В Зазеркалье редко что-то меняется так, как того хочет он. Охра разве что считывает и извращает, выворачивает наизнанку очередной приятный для Вани образ. Или доводит до абсурда и фантастической нереальности обыденные пейзажи. Или просто упрямо погружает их в белый шум. Как бы говоря, Ваня, тут королевствую я, мне твои пасторали нахуй не сдались.  

Потому что Охра по-другому не умеет. Признать, что в их внутреннем мире может стать лучше благодаря Ване для него сложно.  

Но в этот раз он просил о ремонте сам. В этот раз он хотел помощи Рудбоя, дергал в очередной раз за ниточку под названием “я люблю отражение в зеркале”. 

Рудбою не сложно, кстати. Почувствовать холод зеркала под пальцами, растворяющийся, исчезающий вместе с гладкой поверхностью, вместе с границей между мирами. Погрузиться. Держать в голове нужный образ. Зажмуриться от жаркого ветра в лицо. Вдохнуть такой реалистичный сухой воздух с песчинками. 

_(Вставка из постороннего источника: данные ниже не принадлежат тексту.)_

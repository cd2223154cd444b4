//! The sandbox session state machine.
//!
//! One session drives one preview: boot the sandbox (bounded retries),
//! mount the project tree, install dependencies, start the dev server, and
//! wait for whichever of the ready/error notifications fires first. The
//! state is a single field; a transition trail is kept for diagnostics.
//!
//! Teardown discipline: a session releases both of its event subscriptions
//! whenever it is superseded or dropped by its consumer, so a stale
//! notification can never mutate state belonging to a newer session.

use std::sync::Arc;

use chrono::{DateTime, Utc};
use tokio::task::JoinHandle;

use crate::config::CommandSpec;
use crate::errors::SessionError;
use crate::tree::FileNode;

use super::mount::to_mount_tree;
use super::retry::{RetryPolicy, retry};
use super::service::{
    SandboxEvent, SandboxEventKind, SandboxHandle, SandboxService, Subscription,
};

/// Lifecycle of one preview session.
#[derive(Debug, Clone, PartialEq)]
pub enum SandboxState {
    Idle,
    Booting,
    Ready,
    Mounting,
    Installing,
    Starting,
    /// The dev server is reachable at this URL. Persists until teardown;
    /// the underlying process keeps running.
    Serving(String),
    Failed(SessionError),
}

/// One recorded state change.
#[derive(Debug, Clone)]
pub struct Transition {
    pub state: SandboxState,
    pub at: DateTime<Utc>,
}

/// Which process a forwarded output line came from.
#[derive(Debug, Clone, Copy, PartialEq, Eq)]
pub enum ProcessStage {
    Install,
    Serve,
}

/// Consumer of streamed subprocess output.
pub trait OutputObserver: Send + Sync {
    fn line(&self, stage: ProcessStage, line: &str);
}

/// Default observer: forward everything into the tracing log.
pub struct LogObserver;

impl OutputObserver for LogObserver {
    fn line(&self, stage: ProcessStage, line: &str) {
        match stage {
            ProcessStage::Install => tracing::info!(target: "kiln::install", "{line}"),
            ProcessStage::Serve => tracing::info!(target: "kiln::serve", "{line}"),
        }
    }
}

/// State machine for one sandboxed preview.
pub struct SandboxSession {
    service: Arc<dyn SandboxService>,
    install_cmd: CommandSpec,
    serve_cmd: CommandSpec,
    retry_policy: RetryPolicy,
    observer: Arc<dyn OutputObserver>,
    state: SandboxState,
    transitions: Vec<Transition>,
    handle: Option<Box<dyn SandboxHandle>>,
    subscriptions: Option<(Subscription, Subscription)>,
    forwarders: Vec<JoinHandle<()>>,
}

impl SandboxSession {
    pub fn new(
        service: Arc<dyn SandboxService>,
        install_cmd: CommandSpec,
        serve_cmd: CommandSpec,
    ) -> Self {
        Self {
            service,
            install_cmd,
            serve_cmd,
            retry_policy: RetryPolicy::default(),
            observer: Arc::new(LogObserver),
            state: SandboxState::Idle,
            transitions: Vec::new(),
            handle: None,
            subscriptions: None,
            forwarders: Vec::new(),
        }
    }

    pub fn with_retry_policy(mut self, policy: RetryPolicy) -> Self {
        self.retry_policy = policy;
        self
    }

    pub fn with_observer(mut self, observer: Arc<dyn OutputObserver>) -> Self {
        self.observer = observer;
        self
    }

    pub fn state(&self) -> &SandboxState {
        &self.state
    }

    pub fn transitions(&self) -> &[Transition] {
        &self.transitions
    }

    /// Run the whole boot → mount → install → run → ready sequence and
    /// return the served URL.
    pub async fn preview(&mut self, tree: &[FileNode]) -> Result<String, SessionError> {
        self.boot().await?;
        self.mount(tree).await?;
        self.install().await?;
        self.run().await?;
        self.wait_ready().await
    }

    /// Boot a sandbox, retrying up to the policy's attempt bound with a
    /// fixed non-blocking delay between attempts.
    pub async fn boot(&mut self) -> Result<(), SessionError> {
        // Superseding sequence: drop the prior session's subscriptions
        // before anything else so no stale listener survives.
        self.release();
        self.set_state(SandboxState::Booting);

        let service = self.service.clone();
        let result = retry(self.retry_policy, |attempt| {
            let service = service.clone();
            async move {
                tracing::debug!(attempt, "requesting sandbox");
                service.boot().await
            }
        })
        .await;

        match result {
            Ok(handle) => {
                self.handle = Some(handle);
                self.set_state(SandboxState::Ready);
                Ok(())
            }
            Err(exhausted) => Err(self.fail(SessionError::BootExhausted {
                attempts: exhausted.attempts,
                last_error: exhausted.last_error.to_string(),
            })),
        }
    }

    /// Convert the tree into the mount structure and submit it. Terminal on
    /// failure; never retried.
    pub async fn mount(&mut self, tree: &[FileNode]) -> Result<(), SessionError> {
        self.set_state(SandboxState::Mounting);
        let mount_tree = to_mount_tree(tree);
        tracing::trace!(
            mount = %serde_json::to_string(&mount_tree).unwrap_or_default(),
            "submitting mount structure"
        );

        let Some(handle) = self.handle.as_ref() else {
            return Err(self.fail(SessionError::Mount(
                "session has no booted sandbox".to_string(),
            )));
        };
        let result = handle.mount(&mount_tree).await;

        match result {
            Ok(()) => Ok(()),
            Err(e) => Err(self.fail(SessionError::Mount(e.to_string()))),
        }
    }

    /// Spawn the dependency install and await its exit code, streaming its
    /// output to the observer the whole time.
    pub async fn install(&mut self) -> Result<(), SessionError> {
        self.set_state(SandboxState::Installing);

        let Some(handle) = self.handle.as_ref() else {
            return Err(self.fail(SessionError::Runtime(
                "install requested before boot".to_string(),
            )));
        };
        let result = handle
            .spawn(&self.install_cmd.program, &self.install_cmd.args)
            .await;

        let spawned = match result {
            Ok(spawned) => spawned,
            Err(e) => {
                return Err(self.fail(SessionError::Runtime(format!(
                    "failed to spawn install command: {e}"
                ))));
            }
        };

        self.forward_output(ProcessStage::Install, spawned.output);
        // Sender dropped without a code means the process never reported;
        // treat it as a failed install.
        let exit_code = spawned.exit.await.unwrap_or(-1);

        if exit_code != 0 {
            return Err(self.fail(SessionError::Install { exit_code }));
        }
        Ok(())
    }

    /// Subscribe to the ready/error notifications, then spawn the long
    /// lived serve process. Its exit is deliberately not awaited.
    pub async fn run(&mut self) -> Result<(), SessionError> {
        self.set_state(SandboxState::Starting);

        let Some(handle) = self.handle.as_ref() else {
            return Err(self.fail(SessionError::Runtime(
                "run requested before boot".to_string(),
            )));
        };

        // Subscribe first so a server that comes up instantly cannot beat
        // the listener.
        let ready = handle.subscribe(SandboxEventKind::Ready);
        let error = handle.subscribe(SandboxEventKind::Error);

        let result = handle
            .spawn(&self.serve_cmd.program, &self.serve_cmd.args)
            .await;

        let spawned = match result {
            Ok(spawned) => spawned,
            Err(e) => {
                return Err(self.fail(SessionError::Runtime(format!(
                    "failed to spawn serve command: {e}"
                ))));
            }
        };

        self.forward_output(ProcessStage::Serve, spawned.output);
        self.subscriptions = Some((ready, error));
        Ok(())
    }

    /// Resolve the session against whichever notification fires first. The
    /// losing subscription is released before returning.
    pub async fn wait_ready(&mut self) -> Result<String, SessionError> {
        let Some((mut ready, mut error)) = self.subscriptions.take() else {
            return Err(self.fail(SessionError::Runtime(
                "no active run to wait on".to_string(),
            )));
        };

        let outcome = tokio::select! {
            event = ready.recv() => match event {
                Some(SandboxEvent::Ready { url }) => Ok(url),
                _ => Err(SessionError::Runtime(
                    "sandbox closed before the server became ready".to_string(),
                )),
            },
            event = error.recv() => match event {
                Some(SandboxEvent::Error { message }) => Err(SessionError::Runtime(message)),
                _ => Err(SessionError::Runtime(
                    "sandbox closed before the server became ready".to_string(),
                )),
            },
        };

        ready.release();
        error.release();

        match outcome {
            Ok(url) => {
                self.set_state(SandboxState::Serving(url.clone()));
                Ok(url)
            }
            Err(e) => Err(self.fail(e)),
        }
    }

    /// Tear down this session's listeners. The sandboxed process itself is
    /// left running; only the subscriptions and output forwarders go.
    pub fn release(&mut self) {
        if let Some((ready, error)) = self.subscriptions.take() {
            tracing::debug!("releasing session subscriptions");
            ready.release();
            error.release();
        }
        for task in self.forwarders.drain(..) {
            task.abort();
        }
    }

    fn forward_output(
        &mut self,
        stage: ProcessStage,
        mut output: tokio::sync::mpsc::Receiver<String>,
    ) {
        let observer = self.observer.clone();
        let task = tokio::spawn(async move {
            while let Some(line) = output.recv().await {
                observer.line(stage, &line);
            }
        });
        self.forwarders.push(task);
    }

    fn set_state(&mut self, state: SandboxState) {
        tracing::debug!(state = ?state, "session transition");
        self.transitions.push(Transition {
            state: state.clone(),
            at: Utc::now(),
        });
        self.state = state;
    }

    fn fail(&mut self, error: SessionError) -> SessionError {
        self.set_state(SandboxState::Failed(error.clone()));
        error
    }
}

Отрыть глаза. И замереть, понимая... 

Как в старых американских вестернах. Среди рыжих, золотых, багровых и охряных каньонов серая дорога четкой линией лежит в бесконечность. Жарко и низкое насыщенно-синее небо давит сверху неподъемной плитой. Ощущение бескрайности, одиночества на многие километры в обе стороны. По плоским верхушкам гор скользят контрастные белые облака. Кажется, что даже если идти по этой дороге вечность все равно никуда не придешь. Горы не станут ближе нисколько, небо будет темнеть и светлеть снова, отмеряя бесконечные дни, в которых ничего не будет меняться.  

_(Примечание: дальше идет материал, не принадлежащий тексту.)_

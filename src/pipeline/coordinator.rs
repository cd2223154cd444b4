//! The pipeline coordinator.
//!
//! One entry point: prompt in, well-formed tree out. The coordinator calls
//! the collaborator, parses the artifact into the step trail, applies
//! scaffold defaults, builds the tree, and publishes the result. Failures
//! never escape: they become a single diagnostic file node so the display
//! layer always has something to show.

use std::sync::{Arc, Mutex};

use uuid::Uuid;

use crate::artifact::{Step, parse_artifact};
use crate::errors::PipelineError;
use crate::tree::{FileMap, FileNode, build};

use super::collaborator::{Classification, Collaborator};
use super::scaffold::apply_scaffold;

/// Path of the synthetic file carrying a pipeline failure.
const DIAGNOSTIC_PATH: &str = "error.txt";

/// Everything one generation request produced.
#[derive(Debug, Clone)]
pub struct PipelineOutput {
    /// Token identifying this request; stale outputs can be detected and
    /// discarded by comparing against `PipelineCoordinator::is_current`.
    pub request_id: Uuid,
    pub classification: Classification,
    /// Audit trail of parsed action steps. Not load-bearing for the tree.
    pub steps: Vec<Step>,
    /// Root-level nodes. Never empty: failures produce a diagnostic node.
    pub tree: Vec<FileNode>,
}

impl PipelineOutput {
    /// Whether this output is the failure singleton rather than a project.
    pub fn is_diagnostic(&self) -> bool {
        matches!(&self.tree[..], [node] if node.path == DIAGNOSTIC_PATH && node.is_file())
            && self.steps.is_empty()
    }
}

/// Consumer of finished pipeline outputs (the display layer seam).
pub trait Publisher: Send + Sync {
    fn publish(&self, output: &PipelineOutput);
}

/// Drives one generation request end to end.
pub struct PipelineCoordinator {
    collaborator: Arc<dyn Collaborator>,
    publisher: Option<Arc<dyn Publisher>>,
    latest: Mutex<Option<Uuid>>,
}

impl PipelineCoordinator {
    pub fn new(collaborator: Arc<dyn Collaborator>) -> Self {
        Self {
            collaborator,
            publisher: None,
            latest: Mutex::new(None),
        }
    }

    pub fn with_publisher(mut self, publisher: Arc<dyn Publisher>) -> Self {
        self.publisher = Some(publisher);
        self
    }

    /// Whether `request_id` belongs to the most recently issued request.
    pub fn is_current(&self, request_id: Uuid) -> bool {
        let latest = self.latest.lock().unwrap_or_else(|e| e.into_inner());
        *latest == Some(request_id)
    }

    /// Run one generation request. Always returns a non-empty tree; a
    /// collaborator failure or empty file map yields the diagnostic
    /// singleton instead of an error.
    pub async fn generate(&self, prompt: &str) -> PipelineOutput {
        let request_id = Uuid::new_v4();
        *self.latest.lock().unwrap_or_else(|e| e.into_inner()) = Some(request_id);
        tracing::info!(%request_id, "generation request started");

        let output = match self.try_generate(prompt).await {
            Ok((classification, steps, files)) => PipelineOutput {
                request_id,
                classification,
                steps,
                tree: build(&files),
            },
            Err(error) => {
                tracing::warn!(%request_id, %error, "pipeline failed, emitting diagnostic");
                Self::diagnostic(request_id, &error)
            }
        };

        // A response superseded while in flight is dropped, not displayed.
        if self.is_current(request_id) {
            if let Some(publisher) = &self.publisher {
                publisher.publish(&output);
            }
        } else {
            tracing::debug!(%request_id, "discarding stale pipeline output");
        }
        output
    }

    async fn try_generate(
        &self,
        prompt: &str,
    ) -> Result<(Classification, Vec<Step>, FileMap), PipelineError> {
        let generation = self
            .collaborator
            .generate(prompt)
            .await
            .map_err(|e| PipelineError::Collaborator(e.to_string()))?;

        let steps = parse_artifact(&generation.raw_text);
        let mut files = generation.files;
        apply_scaffold(&mut files, generation.classification);

        if files.is_empty() {
            return Err(PipelineError::EmptyFileMap);
        }
        Ok((generation.classification, steps, files))
    }

    fn diagnostic(request_id: Uuid, error: &PipelineError) -> PipelineOutput {
        PipelineOutput {
            request_id,
            classification: Classification::Error,
            steps: Vec::new(),
            tree: vec![FileNode::file(
                DIAGNOSTIC_PATH,
                DIAGNOSTIC_PATH,
                error.to_string(),
            )],
        }
    }
}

Но в просвете между двумя исполинскими оранжевыми великанами Ваня отчетливо видит, как дорога уходит прямиком в океан. Чувствует, как ветер в лицо вместе с песком бросает холодные соленые брызги. Слышит, как шуршит о серый песок волна. 

Охра бесшумно возникает рядом как-то не совсем уверенно берет Ваню за руку. В качестве разнообразия, что ли, помня, что лучше имитировать теплые человеческие прикосновения. Хотя чужие пальцы в своей руке Рудбой все равно ощущает как сотканные из дыма - сожми сильнее и развеются бесследно. 

-Мы можем идти туда медленно, а можем оказаться там через два шага. 

Рудбой пожимает плечами и делает первый шаг рука об руку со своим монстром. 

Не имеет значения. Ваня согласен идти по этой дороге вечно.